Gigantism

A rare endocrine disorder in which excessive growth hormone before the end of childhood causes abnormal height and tissue enlargement; distinct from acromegaly.

Overview

Gigantism is an uncommon medical condition characterized by unusually rapid and excessive growth during childhood and adolescence. It occurs when excess growth-promoting signals act on the body while the long-bone growth plates (epiphyses) are still open, producing increased height and enlargement of bones and soft tissues. For a general sense of the phenomenon of unusually large size, see growth and height.

Causes and biological mechanism

The principal biological driver of gigantism is prolonged overproduction of growth hormone (GH), usually from a benign tumor of the pituitary gland called a somatotroph adenoma. GH stimulates the liver to produce insulin-like growth factor 1 (IGF-1), which in turn promotes growth of bone and other tissues. Excess activity before closure of the growth plates leads to increased longitudinal bone growth. For more on the hormone involved, see growth hormone.

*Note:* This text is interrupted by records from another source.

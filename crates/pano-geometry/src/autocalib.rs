//! Camera parameters recovered from inter-image homographies.
//!
//! For a camera rotating about its optical center, the homography between two views with
//! principal points at the origin is `H = K_dst R K_src⁻¹`. The orthogonality constraints on
//! the columns and rows of `R` yield closed form focal estimates for both views.

use glam::{DMat3, DVec3};

/// Pick the focal from the two candidate squared focals of one view.
///
/// `v1` and `v2` come with the denominators `d1` and `d2` they were divided by; the candidate
/// with the better conditioned denominator wins when both are usable.
fn choose_focal(v1: f64, d1: f64, v2: f64, d2: f64) -> Option<f64> {
    let usable = |v: f64| v.is_finite() && v > 0.0;
    let f_sq = match (usable(v1), usable(v2)) {
        (true, true) => {
            if d1.abs() > d2.abs() {
                v1
            } else {
                v2
            }
        }
        (true, false) => v1,
        (false, true) => v2,
        (false, false) => return None,
    };
    Some(f_sq.sqrt())
}

/// Estimate the focal lengths of both views from a homography between them.
///
/// The homography must map centered source coordinates (principal point at the origin) onto
/// centered destination coordinates. Degenerate configurations such as pure panning yield
/// vanishing denominators; those candidates are discarded instead of producing NaN.
///
/// # Returns
///
/// `(f_src, f_dst)`, each `None` when it cannot be recovered.
pub fn focals_from_homography(h: &DMat3) -> (Option<f64>, Option<f64>) {
    // row-major entries
    let r = h.transpose().to_cols_array();

    // destination focal from the orthogonality of the rotation columns
    let d1 = r[6] * r[7];
    let d2 = (r[7] - r[6]) * (r[7] + r[6]);
    let v1 = -(r[0] * r[1] + r[3] * r[4]) / d1;
    let v2 = (r[0] * r[0] + r[3] * r[3] - r[1] * r[1] - r[4] * r[4]) / d2;
    let f_dst = choose_focal(v1, d1, v2, d2);

    // source focal from the orthogonality of the rotation rows
    let d1 = r[0] * r[3] + r[1] * r[4];
    let d2 = r[0] * r[0] + r[1] * r[1] - r[3] * r[3] - r[4] * r[4];
    let v1 = -r[2] * r[5] / d1;
    let v2 = (r[5] * r[5] - r[2] * r[2]) / d2;
    let f_src = choose_focal(v1, d1, v2, d2);

    (f_src, f_dst)
}

/// Intrinsic matrix with the given focal and principal point.
#[inline]
pub fn intrinsic_matrix(focal: f64, ppx: f64, ppy: f64) -> DMat3 {
    DMat3::from_cols(
        DVec3::new(focal, 0.0, 0.0),
        DVec3::new(0.0, focal, 0.0),
        DVec3::new(ppx, ppy, 1.0),
    )
}

/// Relative rotation `R_srcᵀ R_dst` between two camera-to-world rotations.
///
/// Uses `H = K_dst R_dstᵀ R_src K_src⁻¹`, so `K_src⁻¹ H⁻¹ K_dst = R_srcᵀ R_dst` up to scale.
/// The estimate is projected back onto the rotation group.
///
/// Returns `None` when the homography is singular or not finite.
pub fn relative_rotation_from_homography(
    h: &DMat3,
    k_src: &DMat3,
    k_dst: &DMat3,
) -> Option<DMat3> {
    let det = h.determinant();
    if !det.is_finite() || det.abs() < 1e-15 {
        return None;
    }
    // a valid rotational homography has a positive determinant
    let h = if det < 0.0 { -*h } else { *h };
    let m = k_src.inverse() * h.inverse() * *k_dst;
    pano_algebra::linalg::orthonormalize(&m)
}

#[cfg(test)]
mod tests {
    use super::*;
    use approx::assert_relative_eq;
    use pano_algebra::SO3F64;

    fn rotational_homography(f_src: f64, f_dst: f64, r_src: &DMat3, r_dst: &DMat3) -> DMat3 {
        let k_src = intrinsic_matrix(f_src, 0.0, 0.0);
        let k_dst = intrinsic_matrix(f_dst, 0.0, 0.0);
        k_dst * r_dst.transpose() * *r_src * k_src.inverse()
    }

    #[test]
    fn test_focals_from_general_rotation() {
        let r_src = SO3F64::IDENTITY.matrix();
        let r_dst = SO3F64::exp(DVec3::new(0.1, 0.35, 0.05)).matrix();
        let h = rotational_homography(500.0, 540.0, &r_src, &r_dst);

        let (f_src, f_dst) = focals_from_homography(&(h * 3.0));
        assert_relative_eq!(f_src.unwrap_or_default(), 500.0, epsilon = 1e-6);
        assert_relative_eq!(f_dst.unwrap_or_default(), 540.0, epsilon = 1e-6);
    }

    #[test]
    fn test_focals_from_pure_pan_do_not_produce_nan() {
        // a rotation about the vertical axis zeroes one of the denominators
        let r_dst = SO3F64::exp(DVec3::new(0.0, 0.4, 0.0)).matrix();
        let h = rotational_homography(400.0, 400.0, &DMat3::IDENTITY, &r_dst);

        let (f_src, f_dst) = focals_from_homography(&h);
        for f in [f_src, f_dst].into_iter().flatten() {
            assert!(f.is_finite());
            assert_relative_eq!(f, 400.0, epsilon = 1e-6);
        }
    }

    #[test]
    fn test_focals_from_identity() {
        assert_eq!(focals_from_homography(&DMat3::IDENTITY), (None, None));
    }

    #[test]
    fn test_relative_rotation_from_homography() -> Result<(), &'static str> {
        let r_src = SO3F64::exp(DVec3::new(0.0, -0.2, 0.0)).matrix();
        let r_dst = SO3F64::exp(DVec3::new(0.05, 0.3, 0.0)).matrix();
        let h = rotational_homography(450.0, 470.0, &r_src, &r_dst);
        let k_src = intrinsic_matrix(450.0, 0.0, 0.0);
        let k_dst = intrinsic_matrix(470.0, 0.0, 0.0);

        // an arbitrary negative scale must not flip the result
        let rel = relative_rotation_from_homography(&(h * -2.0), &k_src, &k_dst)
            .ok_or("singular homography")?;
        let expected = r_src.transpose() * r_dst;
        for (a, b) in rel.to_cols_array().iter().zip(expected.to_cols_array().iter()) {
            assert_relative_eq!(a, b, epsilon = 1e-9);
        }
        Ok(())
    }
}
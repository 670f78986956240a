use glam::{DMat3, DVec3};
use nalgebra::Matrix3;

/// Convert a glam matrix into its nalgebra counterpart.
pub fn to_na(m: &DMat3) -> Matrix3<f64> {
    // both libraries store columns contiguously
    Matrix3::from_column_slice(&m.to_cols_array())
}

/// Convert a nalgebra matrix into its glam counterpart.
pub fn from_na(m: &Matrix3<f64>) -> DMat3 {
    let mut cols = [0.0f64; 9];
    cols.copy_from_slice(m.as_slice());
    DMat3::from_cols_array(&cols)
}

/// Project a 3x3 matrix onto the closest rotation matrix in the Frobenius sense.
///
/// Computes `U Vᵀ` from the singular value decomposition `M = U S Vᵀ`, flipping the sign
/// of the weakest singular direction when needed so that the result has determinant +1.
/// Returns `None` when the decomposition fails or the input is not finite.
pub fn orthonormalize(m: &DMat3) -> Option<DMat3> {
    if !m.is_finite() {
        return None;
    }
    let svd = to_na(m).svd(true, true);
    let (Some(u), Some(v_t)) = (svd.u, svd.v_t) else {
        return None;
    };

    let mut r = u * v_t;
    if r.determinant() < 0.0 {
        let weakest = svd.singular_values.imin();
        let mut u_fixed = u;
        for i in 0..3 {
            u_fixed[(i, weakest)] = -u_fixed[(i, weakest)];
        }
        r = u_fixed * v_t;
    }
    Some(from_na(&r))
}

/// Eigen decomposition of a symmetric 3x3 matrix.
///
/// Returns the eigenvalues in ascending order and the matching unit eigenvectors as the
/// columns of the second element.
pub fn symmetric_eigen3(m: &DMat3) -> (DVec3, DMat3) {
    let eig = nalgebra::SymmetricEigen::new(to_na(m));
    let mut order = [0usize, 1, 2];
    order.sort_by(|&a, &b| eig.eigenvalues[a].total_cmp(&eig.eigenvalues[b]));

    let values = DVec3::new(
        eig.eigenvalues[order[0]],
        eig.eigenvalues[order[1]],
        eig.eigenvalues[order[2]],
    );
    let col = |i: usize| {
        let c = eig.eigenvectors.column(order[i]);
        DVec3::new(c[0], c[1], c[2])
    };
    (values, DMat3::from_cols(col(0), col(1), col(2)))
}

#[cfg(test)]
mod tests {
    use super::*;
    use crate::SO3F64;
    use approx::assert_relative_eq;

    #[test]
    fn test_to_from_na() {
        let m = DMat3::from_cols_array(&[1.0, 2.0, 3.0, 4.0, 5.0, 6.0, 7.0, 8.0, 9.0]);
        let n = to_na(&m);
        // row 0, column 1
        assert_eq!(n[(0, 1)], 4.0);
        assert_eq!(from_na(&n), m);
    }

    #[test]
    fn test_orthonormalize_rotation_is_fixed_point() -> Result<(), &'static str> {
        let r = SO3F64::exp(DVec3::new(0.2, -0.4, 0.1)).matrix();
        let o = orthonormalize(&r).ok_or("svd failed")?;
        for (a, b) in o.to_cols_array().iter().zip(r.to_cols_array().iter()) {
            assert_relative_eq!(a, b, epsilon = 1e-10);
        }
        Ok(())
    }

    #[test]
    fn test_orthonormalize_scaled_and_reflected() -> Result<(), &'static str> {
        let r = SO3F64::exp(DVec3::new(0.0, 0.3, 0.0)).matrix();
        let o = orthonormalize(&(r * 2.5)).ok_or("svd failed")?;
        assert_relative_eq!(o.determinant(), 1.0, epsilon = 1e-10);

        let reflected = r * DMat3::from_diagonal(DVec3::new(1.0, 1.0, -1.0));
        let o = orthonormalize(&reflected).ok_or("svd failed")?;
        assert_relative_eq!(o.determinant(), 1.0, epsilon = 1e-10);
        let should_be_identity = o.transpose() * o;
        assert_relative_eq!(should_be_identity.x_axis.x, 1.0, epsilon = 1e-10);
        assert_relative_eq!(should_be_identity.y_axis.x, 0.0, epsilon = 1e-10);
        Ok(())
    }

    #[test]
    fn test_orthonormalize_nan() {
        let m = DMat3::from_diagonal(DVec3::new(f64::NAN, 1.0, 1.0));
        assert!(orthonormalize(&m).is_none());
    }

    #[test]
    fn test_symmetric_eigen3() {
        let m = DMat3::from_diagonal(DVec3::new(3.0, 1.0, 2.0));
        let (values, vectors) = symmetric_eigen3(&m);
        assert_relative_eq!(values.x, 1.0, epsilon = 1e-12);
        assert_relative_eq!(values.y, 2.0, epsilon = 1e-12);
        assert_relative_eq!(values.z, 3.0, epsilon = 1e-12);
        assert_relative_eq!(vectors.x_axis.y.abs(), 1.0, epsilon = 1e-12);
    }
}
#![deny(missing_docs)]
#![doc = env!("CARGO_PKG_DESCRIPTION")]

/// Error types for I/O operations.
pub mod error;

/// High-level image reading and writing functions.
///
/// See [`functional::read_image_any_rgb8`] for automatic format detection.
pub mod functional;

pub use error::IoError;
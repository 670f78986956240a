use std::fs::File;
use std::io::BufWriter;
use std::path::Path;

use image::codecs::jpeg::JpegEncoder;
use image::codecs::png::PngEncoder;
use image::{ExtendedColorType, ImageEncoder};

use pano_image::{Image, ImageSize};

use crate::error::IoError;

/// Quality used when writing JPEG files.
pub const JPEG_QUALITY: u8 = 95;

/// Reads an image from the given file path as 8 bit RGB.
///
/// The format is guessed from the file content and can be anything the image crate decodes.
/// Grayscale and alpha images are converted to RGB.
///
/// # Arguments
///
/// * `file_path` - The path to a valid image file.
///
/// # Errors
///
/// [`IoError::FileDoesNotExist`] for a missing file and [`IoError::ImageDecodeError`] when
/// the content cannot be decoded.
pub fn read_image_any_rgb8(file_path: impl AsRef<Path>) -> Result<Image<u8, 3>, IoError> {
    let file_path = file_path.as_ref();

    // verify the file exists
    if !file_path.exists() {
        return Err(IoError::FileDoesNotExist(file_path.to_path_buf()));
    }

    let img = image::ImageReader::open(file_path)?
        .with_guessed_format()?
        .decode()?;

    let size = ImageSize {
        width: img.width() as usize,
        height: img.height() as usize,
    };
    let image = Image::new(size, img.into_rgb8().into_raw())?;
    log::debug!(
        "Read {} ({}x{})",
        file_path.display(),
        size.width,
        size.height
    );
    Ok(image)
}

/// Writes an 8 bit RGB image, choosing the format from the file extension.
///
/// `jpg` and `jpeg` files are written with [`JPEG_QUALITY`], `png` files losslessly.
///
/// # Arguments
///
/// * `file_path` - The destination path.
/// * `image` - The image to write.
pub fn write_image(file_path: impl AsRef<Path>, image: &Image<u8, 3>) -> Result<(), IoError> {
    let file_path = file_path.as_ref();
    let extension = file_path
        .extension()
        .and_then(|ext| ext.to_str())
        .map(|ext| ext.to_ascii_lowercase());

    let width = u32::try_from(image.width())
        .map_err(|_| IoError::ImageTooLarge(image.width(), image.height()))?;
    let height = u32::try_from(image.height())
        .map_err(|_| IoError::ImageTooLarge(image.width(), image.height()))?;

    match extension.as_deref() {
        Some("jpg") | Some("jpeg") => {
            let writer = BufWriter::new(File::create(file_path)?);
            JpegEncoder::new_with_quality(writer, JPEG_QUALITY).write_image(
                image.as_slice(),
                width,
                height,
                ExtendedColorType::Rgb8,
            )?;
        }
        Some("png") => {
            let writer = BufWriter::new(File::create(file_path)?);
            PngEncoder::new(writer).write_image(
                image.as_slice(),
                width,
                height,
                ExtendedColorType::Rgb8,
            )?;
        }
        _ => return Err(IoError::InvalidFileExtension(file_path.to_path_buf())),
    }

    Ok(())
}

Signs, symptoms and complications

Children with gigantism present with accelerated height gain compared with peers and disproportionately large hands and feet. Other features may include coarsening facial features, delayed puberty, headaches, and visual disturbances if a pituitary tumor compresses nearby structures. Long-term complications can include joint problems, cardiovascular disease, insulin resistance or diabetes, and increased fracture risk.

Diagnosis and treatment

Diagnosis relies on clinical assessment supported by laboratory tests (elevated IGF-1, failure of GH suppression on glucose challenge) and imaging of the pituitary with MRI. Management typically aims to reduce GH production and its effects and may include:

pituitary surgery (often transsphenoidal removal of the adenoma)
medical therapy with somatostatin analogs or GH receptor antagonists
radiation therapy when surgery and drugs are insufficient

History and distinctions

Clinical recognition of unusually tall individuals dates back centuries, but understanding of hormonal causes developed with modern endocrinology. Gigantism is distinguished from acromegaly, a related disorder caused by excess GH after growth-plate closure; acromegaly causes tissue thickening rather than tall stature. Gigantism remains rare, and timely diagnosis improves outcomes by limiting excessive growth and reducing associated health risks.